// HTTP server for the operator status view
//
// GET /health               liveness probe
// GET /metrics              Prometheus exposition
// GET /status               StatusReport JSON for every operation and circuit
// GET /status/{operation}   OperationStatus JSON for one operation

use anyhow::{Context, Result};
use axum::{
    extract::{Path, State},
    http::StatusCode,
    response::{IntoResponse, Json, Response},
    routing::get,
    Router,
};
use serde::Serialize;
use std::future::Future;
use std::net::SocketAddr;
use std::sync::Arc;
use tower_http::trace::TraceLayer;
use tracing::{error, info};

use crate::coordinator::Coordinator;
use crate::error::CoordinatorError;
use crate::metrics;

#[derive(Debug, Serialize)]
struct ErrorBody {
    error: String,
}

/// Routes for the status view over `coordinator`
pub fn router(coordinator: Arc<Coordinator>) -> Router {
    Router::new()
        .route("/health", get(health_handler))
        .route("/metrics", get(metrics_handler))
        .route("/status", get(status_handler))
        .route("/status/{operation}", get(operation_handler))
        .layer(TraceLayer::new_for_http())
        .with_state(coordinator)
}

/// Serve the status view on `0.0.0.0:port` until `shutdown` resolves
pub async fn serve(
    coordinator: Arc<Coordinator>,
    port: u16,
    shutdown: impl Future<Output = ()> + Send + 'static,
) -> Result<()> {
    metrics::init().context("Failed to initialize metrics")?;

    let addr = SocketAddr::from(([0, 0, 0, 0], port));
    let listener = tokio::net::TcpListener::bind(&addr)
        .await
        .with_context(|| format!("Failed to bind status server on {}", addr))?;

    info!("Starting status server on {}", addr);

    axum::serve(listener, router(coordinator))
        .with_graceful_shutdown(shutdown)
        .await
        .context("Status server error")?;

    Ok(())
}

async fn health_handler() -> impl IntoResponse {
    StatusCode::OK
}

async fn metrics_handler() -> Response {
    match metrics::gather_metrics() {
        Ok(metrics_text) => (StatusCode::OK, metrics_text).into_response(),
        Err(e) => {
            error!("Failed to gather metrics: {}", e);
            (
                StatusCode::INTERNAL_SERVER_ERROR,
                format!("Error gathering metrics: {}", e),
            )
                .into_response()
        }
    }
}

async fn status_handler(State(coordinator): State<Arc<Coordinator>>) -> Response {
    match coordinator.status_report().await {
        Ok(report) => Json(report).into_response(),
        Err(e) => error_response(e),
    }
}

async fn operation_handler(
    State(coordinator): State<Arc<Coordinator>>,
    Path(operation): Path<String>,
) -> Response {
    match coordinator.operation_status(&operation).await {
        Ok(status) => Json(status).into_response(),
        Err(e) => error_response(e),
    }
}

fn error_response(err: CoordinatorError) -> Response {
    let status = match &err {
        CoordinatorError::UnknownOperation(_) => StatusCode::NOT_FOUND,
        _ => {
            error!(error = %err, "Status query failed");
            StatusCode::SERVICE_UNAVAILABLE
        }
    };
    (
        status,
        Json(ErrorBody {
            error: err.to_string(),
        }),
    )
        .into_response()
}

#[cfg(test)]
mod tests {
    use super::*;
    use crate::circuit_breaker::{BreakerRegistry, CircuitBreakerConfig};
    use crate::clock::MonotonicClock;
    use crate::rate_limit::{OperationRegistry, RateLimitConfig, RateLimiter};
    use crate::retry::RetryPolicy;
    use axum::body::{to_bytes, Body};
    use axum::http::Request;
    use tower::ServiceExt;

    fn app() -> Router {
        let registry = OperationRegistry::new(vec![
            RateLimitConfig::new("orders.list", 0.5, 20),
            RateLimitConfig::new("feeds.submit", 2.0, 2),
        ])
        .unwrap();
        let limiter = RateLimiter::in_memory(registry);
        let breakers = BreakerRegistry::new(
            limiter.registry().operations(),
            CircuitBreakerConfig::default(),
            Arc::new(MonotonicClock::new()),
        );
        router(Arc::new(Coordinator::new(
            limiter,
            breakers,
            RetryPolicy::default(),
            None,
        )))
    }

    async fn get_json(app: Router, uri: &str) -> (StatusCode, serde_json::Value) {
        let response = app
            .oneshot(Request::builder().uri(uri).body(Body::empty()).unwrap())
            .await
            .unwrap();
        let status = response.status();
        let bytes = to_bytes(response.into_body(), usize::MAX).await.unwrap();
        (status, serde_json::from_slice(&bytes).unwrap())
    }

    #[tokio::test]
    async fn test_health() {
        let response = app()
            .oneshot(Request::builder().uri("/health").body(Body::empty()).unwrap())
            .await
            .unwrap();
        assert_eq!(response.status(), StatusCode::OK);
    }

    #[tokio::test]
    async fn test_metrics_endpoint() {
        metrics::init().unwrap();
        let response = app()
            .oneshot(Request::builder().uri("/metrics").body(Body::empty()).unwrap())
            .await
            .unwrap();
        assert_eq!(response.status(), StatusCode::OK);
    }

    #[tokio::test]
    async fn test_status_report() {
        let (status, body) = get_json(app(), "/status").await;
        assert_eq!(status, StatusCode::OK);
        assert_eq!(body["backend"], "memory");
        assert_eq!(body["failure_policy"], "fail_closed");
        assert_eq!(body["summary"]["operations"], 2);
        assert_eq!(body["operations"][0]["operation"], "feeds.submit");
        assert_eq!(body["circuits"][1]["state"], "closed");
    }

    #[tokio::test]
    async fn test_operation_status() {
        let (status, body) = get_json(app(), "/status/orders.list").await;
        assert_eq!(status, StatusCode::OK);
        assert_eq!(body["burst_capacity"], 20);
        assert_eq!(body["queue_length"], 0);
    }

    #[tokio::test]
    async fn test_unknown_operation_is_not_found() {
        let (status, body) = get_json(app(), "/status/nope").await;
        assert_eq!(status, StatusCode::NOT_FOUND);
        assert!(body["error"].as_str().unwrap().contains("nope"));
    }
}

TASK INSTRUCTIONS.
Say how many lines in the entries include the word "default", with no text around the number.

RESPONSE.
2